# New Setup - SDB with Macap MXD



## timaldridge8 (May 17, 2015)

Endless calls to customer services, four silver sage dual boilers and a thousand broken promises later, John Lewis have finally managed to send me the black version I originally ordered!

Can't believe the difference it's made to the coffee I'm drinking, not only the shot consistency but the milk texturing is insanely good. Going to start experimenting more over christmas with all the different settings.

I also bought the naked portafilter from Sage - complete rip of at £67 but hopefully that will be more than paid for by the compensation I'm expecting from John Lewis!

PHOTO HERE

Any tips from current owners would be welcomed!


----------



## timmyjj21 (May 10, 2015)

I would never have thought the black version would create a coffee so much better than the silver....oh wait, the second paragraph is referring to your old setup?









Looks like a lovely setup and really like your coffee table.

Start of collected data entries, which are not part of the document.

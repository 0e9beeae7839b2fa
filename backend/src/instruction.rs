// Copyright (c) Microsoft Corporation.
// Licensed under the MIT License.

use crate::{error::SimulationError, result::SimulationIterationContext};
use quantum_sparse_sim::{DenseUnitaryMatrix, RandomGenerator};

/// A single step of a circuit, with every operand already resolved to a register index.
#[derive(Debug, Clone, PartialEq)]
pub enum Instruction {
    /// Applies `matrix` to `operands`, the first operand being the most significant.
    Unitary {
        matrix: DenseUnitaryMatrix,
        operands: Vec<usize>,
    },

    /// Measures `qubit` and stores the outcome in classical `bit`.
    Measure { qubit: usize, bit: usize },

    /// Resets one qubit, or every qubit when `qubit` is `None`.
    Reset { qubit: Option<usize> },

    /// Runs `instruction` only when the last measured outcome of every qubit in `control_bits` is
    /// one.
    Controlled {
        control_bits: Vec<usize>,
        instruction: Box<Instruction>,
    },
}

impl Instruction {
    #[must_use]
    pub fn unitary(matrix: DenseUnitaryMatrix, operands: Vec<usize>) -> Self {
        Self::Unitary { matrix, operands }
    }

    #[must_use]
    pub fn measure(qubit: usize, bit: usize) -> Self {
        Self::Measure { qubit, bit }
    }

    #[must_use]
    pub fn reset(qubit: usize) -> Self {
        Self::Reset { qubit: Some(qubit) }
    }

    #[must_use]
    pub fn reset_all() -> Self {
        Self::Reset { qubit: None }
    }

    #[must_use]
    pub fn controlled(control_bits: Vec<usize>, instruction: Instruction) -> Self {
        Self::Controlled {
            control_bits,
            instruction: Box::new(instruction),
        }
    }

    /// The qubits this instruction acts on. An unconditional reset of the whole register reports
    /// no qubits.
    #[must_use]
    pub fn qubit_indices(&self) -> Vec<usize> {
        match self {
            Self::Unitary { operands, .. } => operands.clone(),
            Self::Measure { qubit, .. } | Self::Reset { qubit: Some(qubit) } => vec![*qubit],
            Self::Reset { qubit: None } => Vec::new(),
            Self::Controlled { instruction, .. } => instruction.qubit_indices(),
        }
    }

    /// The inverse of a unitary instruction.
    /// # Errors
    ///
    /// Returns [`SimulationError::NotUnitary`] for measurements and resets.
    pub fn inverse(&self) -> Result<Self, SimulationError> {
        self.map_matrix(|matrix, operands| Ok((matrix.inverse(), operands.to_vec())))
    }

    /// A unitary instruction raised to an integer power.
    /// # Errors
    ///
    /// Returns [`SimulationError::NotUnitary`] for measurements and resets, and a matrix error
    /// if the exponent is not integral.
    pub fn power(&self, exponent: f64) -> Result<Self, SimulationError> {
        self.map_matrix(|matrix, operands| Ok((matrix.power(exponent)?, operands.to_vec())))
    }

    /// A unitary instruction with an additional leading control qubit.
    /// # Errors
    ///
    /// Returns [`SimulationError::NotUnitary`] for measurements and resets.
    pub fn control(&self, control_qubit: usize) -> Result<Self, SimulationError> {
        self.map_matrix(|matrix, operands| {
            let mut controlled_operands = Vec::with_capacity(operands.len() + 1);
            controlled_operands.push(control_qubit);
            controlled_operands.extend_from_slice(operands);
            Ok((matrix.control(), controlled_operands))
        })
    }

    fn map_matrix<F>(&self, f: F) -> Result<Self, SimulationError>
    where
        F: FnOnce(
            &DenseUnitaryMatrix,
            &[usize],
        ) -> Result<(DenseUnitaryMatrix, Vec<usize>), SimulationError>,
    {
        match self {
            Self::Unitary { matrix, operands } => {
                let (matrix, operands) = f(matrix, operands)?;
                Ok(Self::Unitary { matrix, operands })
            }
            Self::Controlled {
                control_bits,
                instruction,
            } => Ok(Self::controlled(
                control_bits.clone(),
                instruction.map_matrix(f)?,
            )),
            Self::Measure { .. } | Self::Reset { .. } => Err(SimulationError::NotUnitary),
        }
    }

    /// Runs the instruction against one shot's state and registers.
    pub fn execute(&self, context: &mut SimulationIterationContext, rng: &mut RandomGenerator) {
        match self {
            Self::Unitary { matrix, operands } => {
                context.state.apply(matrix, operands);
            }
            Self::Measure { qubit, bit } => {
                let _ = context.state.apply_measure(
                    *qubit,
                    *bit,
                    || rng.random_zero_one_double(),
                    &mut context.measurement_register,
                    &mut context.bit_measurement_register,
                );
            }
            Self::Reset { qubit: Some(qubit) } => context.state.apply_reset(*qubit),
            Self::Reset { qubit: None } => context.state.apply_reset_all(),
            Self::Controlled {
                control_bits,
                instruction,
            } => {
                if control_bits
                    .iter()
                    .all(|&control| context.measurement_register.test(control))
                {
                    instruction.execute(context, rng);
                }
            }
        }
    }
}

Is it oak or pine?


----------



## NickdeBug (Jan 18, 2015)

Nice.

Exact same combo as me (although my SBD is in silver)

Enjoy!


----------



## timaldridge8 (May 17, 2015)

timmyjj21 said:


> I would never have thought the black version would create a coffee so much better than the silver....oh wait, the second paragraph is referring to your old setup?
> 
> 
> 
> ...


Thanks, no idea - it was just a cheap one from IKEA, like £50 I think.


----------



## DoubleShot (Apr 23, 2014)

Oh, very nice.

So many really useful features in this machine and as already mentioned the milk texturing is about as good as it gets from anything around this price.


----------



## hotmetal (Oct 31, 2013)

Cool coffee bench (what's on it I mean, not the bench itself! )


----------